#### YOUR TASK
If a line in the records below holds the word "aggregate", copy it.

#### RECORDS SHOWN
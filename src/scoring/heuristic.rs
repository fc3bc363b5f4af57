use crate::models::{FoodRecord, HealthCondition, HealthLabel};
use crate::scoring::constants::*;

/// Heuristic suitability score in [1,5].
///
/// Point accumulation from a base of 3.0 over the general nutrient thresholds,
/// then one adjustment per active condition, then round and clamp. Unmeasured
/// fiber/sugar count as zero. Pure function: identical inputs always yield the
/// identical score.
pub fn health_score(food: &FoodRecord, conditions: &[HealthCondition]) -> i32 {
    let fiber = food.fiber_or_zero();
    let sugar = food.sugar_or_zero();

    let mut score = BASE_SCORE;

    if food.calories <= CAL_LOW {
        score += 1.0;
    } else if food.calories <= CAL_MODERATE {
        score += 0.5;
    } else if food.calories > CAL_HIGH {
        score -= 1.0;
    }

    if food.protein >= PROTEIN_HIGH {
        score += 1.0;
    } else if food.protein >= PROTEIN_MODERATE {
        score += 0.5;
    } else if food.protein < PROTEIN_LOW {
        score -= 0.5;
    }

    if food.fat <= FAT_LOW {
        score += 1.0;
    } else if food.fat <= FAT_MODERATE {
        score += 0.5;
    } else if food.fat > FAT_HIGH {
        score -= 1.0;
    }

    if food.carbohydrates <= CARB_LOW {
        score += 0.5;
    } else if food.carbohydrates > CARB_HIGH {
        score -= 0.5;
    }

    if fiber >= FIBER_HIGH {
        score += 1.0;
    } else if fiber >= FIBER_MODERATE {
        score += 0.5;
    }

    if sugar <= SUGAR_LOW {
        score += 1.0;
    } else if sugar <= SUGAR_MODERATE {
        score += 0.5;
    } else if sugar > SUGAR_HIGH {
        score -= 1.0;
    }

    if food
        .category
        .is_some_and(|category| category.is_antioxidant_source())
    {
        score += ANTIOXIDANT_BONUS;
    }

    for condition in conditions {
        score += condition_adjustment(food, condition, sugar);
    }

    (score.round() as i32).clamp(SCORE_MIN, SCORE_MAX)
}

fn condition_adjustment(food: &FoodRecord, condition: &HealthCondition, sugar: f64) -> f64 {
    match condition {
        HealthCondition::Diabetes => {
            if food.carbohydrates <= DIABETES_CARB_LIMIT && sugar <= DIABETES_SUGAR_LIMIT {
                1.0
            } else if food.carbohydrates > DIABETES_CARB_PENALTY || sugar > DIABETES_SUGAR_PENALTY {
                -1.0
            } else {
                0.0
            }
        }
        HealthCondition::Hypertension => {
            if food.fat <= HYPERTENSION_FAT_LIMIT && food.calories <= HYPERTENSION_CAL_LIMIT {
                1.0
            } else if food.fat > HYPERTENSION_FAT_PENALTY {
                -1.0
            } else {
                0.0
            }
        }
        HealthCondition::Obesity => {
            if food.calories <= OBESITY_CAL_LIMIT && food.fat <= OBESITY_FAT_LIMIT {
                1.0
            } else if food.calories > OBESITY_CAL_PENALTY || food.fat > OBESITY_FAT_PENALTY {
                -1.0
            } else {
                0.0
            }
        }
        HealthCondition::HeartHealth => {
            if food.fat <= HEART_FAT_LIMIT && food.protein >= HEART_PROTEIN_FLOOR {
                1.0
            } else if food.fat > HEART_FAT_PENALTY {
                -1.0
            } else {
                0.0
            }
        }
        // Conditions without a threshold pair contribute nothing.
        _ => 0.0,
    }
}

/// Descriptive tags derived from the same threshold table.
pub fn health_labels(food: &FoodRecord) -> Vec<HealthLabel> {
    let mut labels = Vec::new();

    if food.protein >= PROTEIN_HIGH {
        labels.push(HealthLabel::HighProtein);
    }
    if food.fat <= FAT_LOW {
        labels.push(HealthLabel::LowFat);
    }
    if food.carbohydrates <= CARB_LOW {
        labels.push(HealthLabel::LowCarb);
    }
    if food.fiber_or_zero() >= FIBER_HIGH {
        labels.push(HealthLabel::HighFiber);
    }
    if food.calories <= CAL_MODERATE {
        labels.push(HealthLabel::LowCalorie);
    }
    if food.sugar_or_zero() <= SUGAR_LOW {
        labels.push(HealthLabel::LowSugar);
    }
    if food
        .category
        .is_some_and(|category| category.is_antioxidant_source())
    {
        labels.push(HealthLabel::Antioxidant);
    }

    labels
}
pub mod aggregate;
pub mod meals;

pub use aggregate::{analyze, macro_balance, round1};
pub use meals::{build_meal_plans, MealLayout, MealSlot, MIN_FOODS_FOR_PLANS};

#### RESPONSE AREA
pub mod aggregate;
pub use aggregate::{analyze, macro_balance, round1};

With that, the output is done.